TASK GOAL
Find the line in the entries below that contains "filename crates/starlane-agents/src/population.rs". Repeat it exactly, and every line after it through the line that contains "matches the system's".

--

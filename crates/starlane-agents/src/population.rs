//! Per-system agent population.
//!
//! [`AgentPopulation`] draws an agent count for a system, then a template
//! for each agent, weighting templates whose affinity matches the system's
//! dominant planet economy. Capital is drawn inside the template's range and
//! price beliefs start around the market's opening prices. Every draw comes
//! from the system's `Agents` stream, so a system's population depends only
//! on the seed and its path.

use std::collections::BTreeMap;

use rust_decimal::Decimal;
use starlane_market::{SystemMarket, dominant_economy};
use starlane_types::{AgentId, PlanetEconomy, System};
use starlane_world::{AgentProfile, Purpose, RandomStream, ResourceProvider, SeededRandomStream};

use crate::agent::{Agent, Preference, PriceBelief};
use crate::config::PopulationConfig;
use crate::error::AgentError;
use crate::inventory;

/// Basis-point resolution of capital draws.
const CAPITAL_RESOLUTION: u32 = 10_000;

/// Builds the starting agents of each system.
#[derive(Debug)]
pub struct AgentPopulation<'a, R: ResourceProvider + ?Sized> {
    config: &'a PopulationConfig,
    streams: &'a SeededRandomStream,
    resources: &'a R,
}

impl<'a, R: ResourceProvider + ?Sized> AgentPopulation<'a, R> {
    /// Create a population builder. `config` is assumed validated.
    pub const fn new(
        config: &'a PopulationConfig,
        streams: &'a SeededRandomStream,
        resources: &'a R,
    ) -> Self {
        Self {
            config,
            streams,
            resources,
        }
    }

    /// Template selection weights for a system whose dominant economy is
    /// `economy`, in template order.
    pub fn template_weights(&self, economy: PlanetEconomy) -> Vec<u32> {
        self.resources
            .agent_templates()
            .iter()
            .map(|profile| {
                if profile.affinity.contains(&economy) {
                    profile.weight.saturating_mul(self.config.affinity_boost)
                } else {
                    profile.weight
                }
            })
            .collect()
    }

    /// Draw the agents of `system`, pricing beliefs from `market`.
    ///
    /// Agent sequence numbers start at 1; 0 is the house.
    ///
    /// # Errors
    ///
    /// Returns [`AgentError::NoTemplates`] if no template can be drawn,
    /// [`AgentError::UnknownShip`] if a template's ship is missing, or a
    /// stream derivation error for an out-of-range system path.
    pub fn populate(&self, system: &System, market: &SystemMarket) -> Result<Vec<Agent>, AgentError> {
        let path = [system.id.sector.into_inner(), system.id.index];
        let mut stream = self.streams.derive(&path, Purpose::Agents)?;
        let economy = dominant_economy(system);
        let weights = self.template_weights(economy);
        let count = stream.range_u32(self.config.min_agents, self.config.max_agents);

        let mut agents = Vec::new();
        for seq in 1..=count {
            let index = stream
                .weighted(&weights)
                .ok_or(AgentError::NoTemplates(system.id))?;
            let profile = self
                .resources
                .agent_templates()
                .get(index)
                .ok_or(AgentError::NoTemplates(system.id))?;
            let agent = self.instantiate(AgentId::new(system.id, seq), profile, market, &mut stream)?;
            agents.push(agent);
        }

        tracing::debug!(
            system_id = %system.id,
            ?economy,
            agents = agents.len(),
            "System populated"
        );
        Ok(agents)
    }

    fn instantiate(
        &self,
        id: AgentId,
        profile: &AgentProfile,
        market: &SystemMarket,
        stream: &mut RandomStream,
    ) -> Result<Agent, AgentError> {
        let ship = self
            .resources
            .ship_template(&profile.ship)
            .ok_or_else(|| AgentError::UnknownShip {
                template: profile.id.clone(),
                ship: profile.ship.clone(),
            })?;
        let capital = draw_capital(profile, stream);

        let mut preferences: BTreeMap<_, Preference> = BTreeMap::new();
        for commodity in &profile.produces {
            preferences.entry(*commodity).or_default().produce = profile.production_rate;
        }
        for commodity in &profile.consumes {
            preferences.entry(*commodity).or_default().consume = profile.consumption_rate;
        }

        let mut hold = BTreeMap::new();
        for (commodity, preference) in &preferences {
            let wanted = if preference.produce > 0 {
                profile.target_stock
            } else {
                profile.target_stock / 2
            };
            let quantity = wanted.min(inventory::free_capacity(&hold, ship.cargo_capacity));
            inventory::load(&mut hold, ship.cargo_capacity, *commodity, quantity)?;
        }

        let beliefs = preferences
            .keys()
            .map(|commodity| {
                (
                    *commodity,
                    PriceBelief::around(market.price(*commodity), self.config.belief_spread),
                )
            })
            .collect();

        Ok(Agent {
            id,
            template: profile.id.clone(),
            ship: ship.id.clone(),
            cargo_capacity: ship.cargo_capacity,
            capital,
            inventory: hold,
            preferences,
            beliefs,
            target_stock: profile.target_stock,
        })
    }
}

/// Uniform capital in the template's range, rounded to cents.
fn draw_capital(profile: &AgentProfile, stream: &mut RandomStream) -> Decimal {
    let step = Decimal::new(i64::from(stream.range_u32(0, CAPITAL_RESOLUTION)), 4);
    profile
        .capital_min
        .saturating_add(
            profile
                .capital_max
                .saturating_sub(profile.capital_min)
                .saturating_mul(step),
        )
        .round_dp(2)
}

--

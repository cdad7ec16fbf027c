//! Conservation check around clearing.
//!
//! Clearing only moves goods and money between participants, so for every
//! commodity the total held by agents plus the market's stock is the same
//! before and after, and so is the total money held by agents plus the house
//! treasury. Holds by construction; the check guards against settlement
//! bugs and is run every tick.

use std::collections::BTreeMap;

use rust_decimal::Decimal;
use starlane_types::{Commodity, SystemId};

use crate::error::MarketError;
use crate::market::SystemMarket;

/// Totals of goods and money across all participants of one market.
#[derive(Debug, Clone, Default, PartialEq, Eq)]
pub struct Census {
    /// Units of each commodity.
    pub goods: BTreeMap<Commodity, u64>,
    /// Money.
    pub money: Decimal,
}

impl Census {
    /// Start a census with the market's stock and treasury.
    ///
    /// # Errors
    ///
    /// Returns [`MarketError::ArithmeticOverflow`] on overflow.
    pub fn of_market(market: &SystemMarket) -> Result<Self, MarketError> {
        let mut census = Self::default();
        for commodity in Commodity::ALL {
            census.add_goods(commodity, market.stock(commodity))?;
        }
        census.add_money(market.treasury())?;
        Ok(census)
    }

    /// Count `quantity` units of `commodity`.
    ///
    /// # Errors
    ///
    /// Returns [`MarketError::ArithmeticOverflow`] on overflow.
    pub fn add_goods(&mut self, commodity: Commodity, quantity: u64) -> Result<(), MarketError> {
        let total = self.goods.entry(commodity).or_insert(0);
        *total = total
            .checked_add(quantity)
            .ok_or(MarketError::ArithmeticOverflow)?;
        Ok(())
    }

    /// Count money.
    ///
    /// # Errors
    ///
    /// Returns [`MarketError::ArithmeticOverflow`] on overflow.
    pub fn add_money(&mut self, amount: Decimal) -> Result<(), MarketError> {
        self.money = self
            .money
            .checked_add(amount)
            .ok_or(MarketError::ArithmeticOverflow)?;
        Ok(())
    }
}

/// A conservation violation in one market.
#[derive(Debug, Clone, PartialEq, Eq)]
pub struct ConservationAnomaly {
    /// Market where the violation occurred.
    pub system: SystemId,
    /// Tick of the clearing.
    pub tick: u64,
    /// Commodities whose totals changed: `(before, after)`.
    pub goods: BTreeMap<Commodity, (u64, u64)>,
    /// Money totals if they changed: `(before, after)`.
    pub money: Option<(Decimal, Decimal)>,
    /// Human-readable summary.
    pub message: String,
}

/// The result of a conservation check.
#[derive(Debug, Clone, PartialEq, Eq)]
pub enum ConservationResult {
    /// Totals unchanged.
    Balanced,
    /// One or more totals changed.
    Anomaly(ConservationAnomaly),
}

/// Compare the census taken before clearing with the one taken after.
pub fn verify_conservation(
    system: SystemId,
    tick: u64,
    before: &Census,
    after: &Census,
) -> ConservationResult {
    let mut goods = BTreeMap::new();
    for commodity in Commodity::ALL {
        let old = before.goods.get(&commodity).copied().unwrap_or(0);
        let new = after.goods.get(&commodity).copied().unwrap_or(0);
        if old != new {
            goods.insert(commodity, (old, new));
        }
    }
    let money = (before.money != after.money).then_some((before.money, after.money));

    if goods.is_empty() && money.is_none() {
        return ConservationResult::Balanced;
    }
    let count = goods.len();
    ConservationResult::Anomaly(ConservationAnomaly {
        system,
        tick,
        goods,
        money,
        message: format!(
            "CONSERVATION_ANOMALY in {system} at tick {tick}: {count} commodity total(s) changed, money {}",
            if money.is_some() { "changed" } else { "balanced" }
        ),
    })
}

--

ANSWER TO THE EXERCISE
filename crates/starlane-agents/src/population.rs
//! Per-system agent population.
//!
//! [`AgentPopulation`] draws an agent count for a system, then a template
//! for each agent, weighting templates whose affinity matches the system's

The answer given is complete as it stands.